July 25, 2020

As snow threatened to bury her St. John's home, Anna Patten packed a suitcase: five changes of clothes, sunscreen, sandals — the usual fare for a five-day Florida getaway.

It was early February, and news of a deadly novel virus ravaging the Chinese province of Hubei made barely a ripple in North America. At just over 28 weeks pregnant, Patten and her doctor agreed that a short jaunt south posed little risk to the family.

While family and friends were still digging their way out from a record single-day snowfall, Patten and her partner Stefan Hancock high-tailed it out of town.

Three days after landing in Tampa, and about 12 weeks before her due date, Patten's water broke.

Canadians take about three million trips to Florida every year, many of them seeking an escape from harsh winters. Almost all of them make it back on their return flight.

When Patten and her partner, Stefan Hancock, booked their trip, China had an entire region under strict lockdown.
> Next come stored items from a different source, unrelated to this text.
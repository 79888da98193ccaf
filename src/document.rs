pub type Range<Idx> = std::ops::Range<Idx>;

/// Where a block begins in the markdown source. Both fields are 1-based.
#[derive(Debug, Clone, Copy, PartialEq, Eq, Hash, PartialOrd, Ord)]
pub struct SourcePosition {
    pub start_line: u32,
    pub start_column: u32,
}

impl SourcePosition {
    pub fn new(start_line: u32, start_column: u32) -> Self {
        Self {
            start_line,
            start_column,
        }
    }
}

#[derive(Debug, Clone, PartialEq, Default)]
pub struct Document {
    pub blocks: Vec<Node>,
}

#[derive(Debug, Clone, PartialEq)]
pub struct Node {
    pub block: Block,
    pub position: Option<SourcePosition>,
    pub source_range: Range<usize>,
}

#[derive(Debug, Clone, PartialEq)]
pub enum Block {
    Heading {
        level: HeadingLevel,
        id: Option<String>,
        content: Text,
    },
    Paragraph {
        content: Text,
    },
    CodeBlock {
        language: Option<String>,
        content: String,
    },
    Quote {
        content: Vec<Node>,
    },
    List {
        kind: ListKind,
        items: Vec<ListItem>,
    },
    Table {
        header: Option<TableRow>,
        rows: Vec<TableRow>,
    },
    Html {
        raw: String,
    },
    ThematicBreak,
}

#[derive(Debug, Clone, PartialEq)]
pub enum Style {
    Code,
    Emphasis,
    Strong,
    Strikethrough,
}

#[derive(Debug, Clone, PartialEq, Default)]
pub struct TextNode {
    pub content: String,
    pub style: Option<Style>,
}

#[derive(Debug, Clone, PartialEq, Default)]
pub struct Text(Vec<TextOrInline>);

#[derive(Debug, Clone, PartialEq)]
pub enum TextOrInline {
    Text(TextNode),
    Inline(Inline),
}

#[derive(Debug, Clone, PartialEq)]
pub enum Inline {
    Link {
        text: Text,
        url: String,
        title: Option<String>,
    },
    Image {
        alt_text: String,
        url: String,
        title: Option<String>,
    },
    LineBreak,
    SoftBreak,
}

#[derive(Debug, Clone, Copy, PartialEq)]
pub enum HeadingLevel {
    H1 = 1,
    H2 = 2,
    H3 = 3,
    H4 = 4,
    H5 = 5,
    H6 = 6,
}

#[derive(Debug, Clone, PartialEq)]
pub enum ListKind {
    Ordered { start: u64 },
    Unordered,
}

#[derive(Debug, Clone, PartialEq)]
pub enum TaskStatus {
    Checked,
    Unchecked,
}

#[derive(Debug, Clone, PartialEq)]
pub struct ListItem {
    pub content: Vec<Node>,
    pub task_status: Option<TaskStatus>,
    pub position: Option<SourcePosition>,
}

#[derive(Debug, Clone, PartialEq, Default)]
pub struct TableRow {
    pub cells: Vec<Text>,
}

impl HeadingLevel {
    pub fn from_u8(level: u8) -> Option<Self> {
        match level {
            1 => Some(HeadingLevel::H1),
            2 => Some(HeadingLevel::H2),
            3 => Some(HeadingLevel::H3),
            4 => Some(HeadingLevel::H4),
            5 => Some(HeadingLevel::H5),
            6 => Some(HeadingLevel::H6),
            _ => None,
        }
    }

    pub fn as_u8(self) -> u8 {
        self as u8
    }
}

impl Node {
    pub fn new(block: Block, position: Option<SourcePosition>, source_range: Range<usize>) -> Self {
        Self {
            block,
            position,
            source_range,
        }
    }
}

impl Document {
    pub fn new() -> Self {
        Document { blocks: Vec::new() }
    }
}

impl TextNode {
    pub fn new(content: String, style: Option<Style>) -> Self {
        Self { content, style }
    }
}

impl From<&str> for Text {
    fn from(value: &str) -> Self {
        TextNode::from(value).into()
    }
}

impl From<String> for Text {
    fn from(value: String) -> Self {
        TextNode::from(value).into()
    }
}

impl From<TextNode> for Text {
    fn from(value: TextNode) -> Self {
        Self(vec![TextOrInline::Text(value)])
    }
}

impl From<&str> for TextNode {
    fn from(value: &str) -> Self {
        value.to_string().into()
    }
}

impl From<String> for TextNode {
    fn from(value: String) -> Self {
        Self {
            content: value,
            ..Default::default()
        }
    }
}

impl Text {
    pub fn push(&mut self, item: TextOrInline) {
        self.0.push(item);
    }

    pub fn push_text(&mut self, node: TextNode) {
        self.0.push(TextOrInline::Text(node));
    }

    pub fn push_inline(&mut self, inline: Inline) {
        self.0.push(TextOrInline::Inline(inline));
    }

    pub fn is_empty(&self) -> bool {
        self.0.is_empty()
    }

    pub fn iter(&self) -> std::slice::Iter<'_, TextOrInline> {
        self.0.iter()
    }

    /// Flattens the text into a single display string. Soft breaks become
    /// spaces and hard breaks become newlines.
    pub fn plain(&self) -> String {
        let mut out = String::new();
        self.write_plain(&mut out);
        out
    }

    fn write_plain(&self, out: &mut String) {
        for item in &self.0 {
            match item {
                TextOrInline::Text(node) => out.push_str(&node.content),
                TextOrInline::Inline(Inline::Link { text, .. }) => text.write_plain(out),
                TextOrInline::Inline(Inline::Image { alt_text, .. }) => {
                    out.push('[');
                    out.push_str(alt_text);
                    out.push(']');
                }
                TextOrInline::Inline(Inline::LineBreak) => out.push('\n'),
                TextOrInline::Inline(Inline::SoftBreak) => out.push(' '),
            }
        }
    }
}

impl IntoIterator for Text {
    type Item = TextOrInline;
    type IntoIter = std::vec::IntoIter<Self::Item>;

    fn into_iter(self) -> Self::IntoIter {
        self.0.into_iter()
    }
}

#[cfg(test)]
mod tests {
    use super::*;

    #[test]
    fn test_plain_text_flattens_inlines() {
        let mut text = Text::from("Read ");
        text.push_inline(Inline::Link {
            text: Text::from("the docs"),
            url: "https://example.com".to_string(),
            title: None,
        });
        text.push_inline(Inline::SoftBreak);
        text.push_text(TextNode::new("now".to_string(), Some(Style::Strong)));
        text.push_inline(Inline::LineBreak);
        text.push_inline(Inline::Image {
            alt_text: "logo".to_string(),
            url: "logo.png".to_string(),
            title: None,
        });

        assert_eq!(text.plain(), "Read the docs now\n[logo]");
    }

    #[test]
    fn test_heading_level_round_trip() {
        for level in 1..=6 {
            assert_eq!(HeadingLevel::from_u8(level).unwrap().as_u8(), level);
        }
        assert_eq!(HeadingLevel::from_u8(7), None);
    }
}
pub mod html;

pub use html::{export_to_file, render_annotated_html, render_annotated_page};
use std::time::{Duration, Instant};

use marginalia::comments::{COMMENTS_KEY, CommentStore, load};
use marginalia::event_source::{KeyCode, KeyModifiers, SimulatedEventSource};
use marginalia::settings::Settings;
use marginalia::source::FileSource;
use marginalia::storage::{FileStorage, MemoryStorage};
use marginalia::test_utils::test_helpers::{
    TestScenarioBuilder, capture_terminal_state, create_test_terminal, find_text,
};
use marginalia::{App, ContentState, run_app_with_event_source};
use tempfile::TempDir;

// Laid out rows: 0 "# TITLE", 2 "Intro text.", 4 "Target paragraph."
const DOC: &str = "# Title\n\nIntro text.\n\nTarget paragraph.\n";

fn app_with_storage(storage: MemoryStorage) -> App {
    let mut app = App::new(CommentStore::open(Box::new(storage)), Settings::default());
    app.set_markdown(DOC);
    app
}

#[test]
fn test_first_comment_is_persisted_and_shown() {
    let temp_dir = TempDir::new().unwrap();
    let path = temp_dir.path().join("comments.json");
    let store = CommentStore::open(Box::new(FileStorage::open(&path).unwrap()));
    let mut app = App::new(store, Settings::default());
    app.set_markdown(DOC);

    let mut terminal = create_test_terminal(100, 20);
    let mut events = TestScenarioBuilder::new()
        .mouse_move(3, 4)
        .type_text("first comment")
        .press_enter()
        .quit()
        .build();

    run_app_with_event_source(&mut terminal, &mut app, &mut events).unwrap();

    assert_eq!(app.hovered_line(), Some(5));
    assert_eq!(app.overlay(5).unwrap().draft(), "");

    let stored = load(&FileStorage::open(&path).unwrap()).unwrap();
    assert_eq!(stored.get(5), ["first comment".to_string()]);
    assert!(stored.get(3).is_empty());

    let screen = capture_terminal_state(&terminal);
    assert!(screen.contains("User: first comment"));
    assert!(screen.contains("[Submit]"));
}

#[test]
fn test_single_stored_comment_has_no_count() {
    let mut app = app_with_storage(MemoryStorage::new().with_entry(COMMENTS_KEY, r#"{"5":["a"]}"#));
    let mut terminal = create_test_terminal(100, 20);
    terminal.draw(|f| app.draw(f)).unwrap();

    let screen = capture_terminal_state(&terminal);
    assert!(screen.contains("User: a"));
    assert!(!screen.contains("+1"));
    assert!(!screen.contains("Me:"));
}

#[test]
fn test_hover_reveals_all_comments() {
    let mut app = app_with_storage(
        MemoryStorage::new().with_entry(COMMENTS_KEY, r#"{"3":["a","b","c"]}"#),
    );
    let mut terminal = create_test_terminal(100, 20);
    terminal.draw(|f| app.draw(f)).unwrap();

    let idle = capture_terminal_state(&terminal);
    assert!(idle.contains("User: a"));
    assert!(idle.contains("+2"));
    assert!(!idle.contains("User: b"));

    app.handle_event(SimulatedEventSource::mouse_move(3, 2));
    terminal.draw(|f| app.draw(f)).unwrap();

    let hovered = capture_terminal_state(&terminal);
    assert!(hovered.contains("User: b"));
    assert!(hovered.contains("User: c"));
    assert!(!hovered.contains("+2"));
    assert!(hovered.contains("Me:"));

    // leaving both the block and its panel collapses it again
    app.handle_event(SimulatedEventSource::mouse_move(3, 15));
    terminal.draw(|f| app.draw(f)).unwrap();
    assert_eq!(app.hovered_line(), None);
    assert!(capture_terminal_state(&terminal).contains("+2"));
}

#[test]
fn test_unanchored_heading_is_not_hoverable() {
    let mut app = app_with_storage(MemoryStorage::new());
    let mut terminal = create_test_terminal(100, 20);
    let mut events = TestScenarioBuilder::new().mouse_move(2, 0).quit().build();

    run_app_with_event_source(&mut terminal, &mut app, &mut events).unwrap();

    assert_eq!(app.hovered_line(), None);
    assert!(app.overlay(1).is_none());
}

#[test]
fn test_keyboard_navigation_keeps_drafts_per_block() {
    let mut app = app_with_storage(MemoryStorage::new());
    let mut terminal = create_test_terminal(100, 20);
    let mut events = TestScenarioBuilder::new()
        .press_tab()
        .type_text("hi")
        .press_tab()
        .type_text("there")
        .press_backtab()
        .press_enter()
        .quit()
        .build();

    run_app_with_event_source(&mut terminal, &mut app, &mut events).unwrap();

    assert_eq!(app.store().comments_for(3), ["hi".to_string()]);
    assert!(app.store().comments_for(5).is_empty());
    assert_eq!(app.overlay(5).unwrap().draft(), "there");
}

#[test]
fn test_empty_submission_is_ignored() {
    let mut app = app_with_storage(MemoryStorage::new());
    let mut terminal = create_test_terminal(100, 20);
    let mut events = TestScenarioBuilder::new()
        .press_tab()
        .press_enter()
        .type_text("x")
        .press_backspace()
        .press_enter()
        .quit()
        .build();

    run_app_with_event_source(&mut terminal, &mut app, &mut events).unwrap();

    assert!(app.store().map().is_empty());
}

#[test]
fn test_submit_button_click() {
    let mut app = app_with_storage(MemoryStorage::new());
    let mut terminal = create_test_terminal(100, 20);
    terminal.draw(|f| app.draw(f)).unwrap();
    app.handle_event(SimulatedEventSource::mouse_move(3, 4));
    for c in "clicked".chars() {
        app.handle_event(SimulatedEventSource::char_key(c));
    }
    terminal.draw(|f| app.draw(f)).unwrap();

    let (column, row) = find_text(&terminal, "[Submit]").unwrap();
    app.handle_event(SimulatedEventSource::mouse_click(
        column + 1,
        row,
    ));

    assert_eq!(app.store().comments_for(5), ["clicked".to_string()]);
}

#[test]
fn test_failed_write_keeps_comment_for_session() {
    let temp_dir = TempDir::new().unwrap();
    let path = temp_dir.path().join("comments.json");
    let storage = FileStorage::open(&path).unwrap().with_quota(Some(8));
    let mut app = App::new(CommentStore::open(Box::new(storage)), Settings::default());
    app.set_markdown(DOC);

    let mut terminal = create_test_terminal(100, 20);
    let mut events = TestScenarioBuilder::new()
        .mouse_move(3, 2)
        .type_text("too long to fit")
        .press_enter()
        .quit()
        .build();

    run_app_with_event_source(&mut terminal, &mut app, &mut events).unwrap();

    assert_eq!(app.store().comments_for(3), ["too long to fit".to_string()]);
    assert!(!path.exists());

    let screen = capture_terminal_state(&terminal);
    assert!(screen.contains("User: too long to fit"));
    assert!(screen.contains("[ERROR] Comment on line 3 kept for this session only"));
}

#[test]
fn test_corrupt_stored_value_starts_empty_with_warning() {
    let mut app = app_with_storage(MemoryStorage::new().with_entry(COMMENTS_KEY, "not json"));
    let mut terminal = create_test_terminal(100, 20);
    terminal.draw(|f| app.draw(f)).unwrap();

    assert!(app.store().map().is_empty());
    assert!(capture_terminal_state(&terminal).contains("[WARNING] Stored comments ignored"));
}

#[test]
fn test_missing_document_shows_failure() {
    let temp_dir = TempDir::new().unwrap();
    let mut app = App::new(
        CommentStore::open(Box::new(MemoryStorage::new())),
        Settings::default(),
    );
    app.load_source(Box::new(FileSource::new(temp_dir.path().join("missing.md"))))
        .unwrap();

    let deadline = Instant::now() + Duration::from_secs(5);
    while matches!(app.content(), ContentState::Loading(_)) && Instant::now() < deadline {
        app.poll_source();
        std::thread::sleep(Duration::from_millis(10));
    }

    let mut terminal = create_test_terminal(100, 20);
    terminal.draw(|f| app.draw(f)).unwrap();

    assert!(matches!(app.content(), ContentState::Failed(_)));
    assert!(capture_terminal_state(&terminal).contains("Failed to load"));
}

#[test]
fn test_loaded_document_replaces_loading_message() {
    let temp_dir = TempDir::new().unwrap();
    let doc_path = temp_dir.path().join("doc.md");
    std::fs::write(&doc_path, DOC).unwrap();

    let mut app = App::new(
        CommentStore::open(Box::new(MemoryStorage::new())),
        Settings::default(),
    );
    app.load_source(Box::new(FileSource::new(&doc_path))).unwrap();

    let mut terminal = create_test_terminal(100, 20);
    terminal.draw(|f| app.draw(f)).unwrap();
    let deadline = Instant::now() + Duration::from_secs(5);
    while !app.poll_source() && Instant::now() < deadline {
        std::thread::sleep(Duration::from_millis(10));
    }
    terminal.draw(|f| app.draw(f)).unwrap();

    let screen = capture_terminal_state(&terminal);
    assert!(screen.contains("Target paragraph."));
    assert!(!screen.contains("Loading"));
}

#[test]
fn test_indented_list_item_is_not_hoverable() {
    let mut app = App::new(
        CommentStore::open(Box::new(MemoryStorage::new())),
        Settings::default(),
    );
    // rows: 0 "• top", 1 "• one space"
    app.set_markdown("- top\n - one space\n");
    let mut terminal = create_test_terminal(100, 20);
    terminal.draw(|f| app.draw(f)).unwrap();

    app.handle_event(SimulatedEventSource::mouse_move(3, 1));
    assert_eq!(app.hovered_line(), None);
    assert!(app.overlay(2).is_none());

    app.handle_event(SimulatedEventSource::mouse_move(3, 0));
    assert_eq!(app.hovered_line(), Some(1));
}

#[test]
fn test_persistence_error_stays_until_dismissed() {
    let storage = MemoryStorage::new().with_quota(4);
    let mut app = app_with_storage(storage);
    let mut terminal = create_test_terminal(100, 20);
    let mut events = TestScenarioBuilder::new()
        .press_tab()
        .type_text("kept")
        .press_enter()
        .press_esc()
        .quit()
        .build();

    run_app_with_event_source(&mut terminal, &mut app, &mut events).unwrap();

    // leaving the block does not clear the error
    assert_eq!(app.hovered_line(), None);
    assert!(capture_terminal_state(&terminal).contains("[ERROR] Comment on line 3"));

    app.handle_event(SimulatedEventSource::key_event(
        KeyCode::Esc,
        KeyModifiers::empty(),
    ));
    terminal.draw(|f| app.draw(f)).unwrap();
    let screen = capture_terminal_state(&terminal);
    assert!(!screen.contains("[ERROR]"));
    assert!(screen.contains("q: Quit"));
}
Patten watched the developments on CNN from her family's condo, following the saga of quarantined cruise ships and uncontrolled transmission rates with a kind of detached horror. The virus was still a world away.

The couple gradually shook off the chill of a record-breaking Newfoundland winter. But the two had barely warmed up before the unthinkable happened.

On Feb. 7, their sun and sand vacation came to an unplanned end when Patten's water broke.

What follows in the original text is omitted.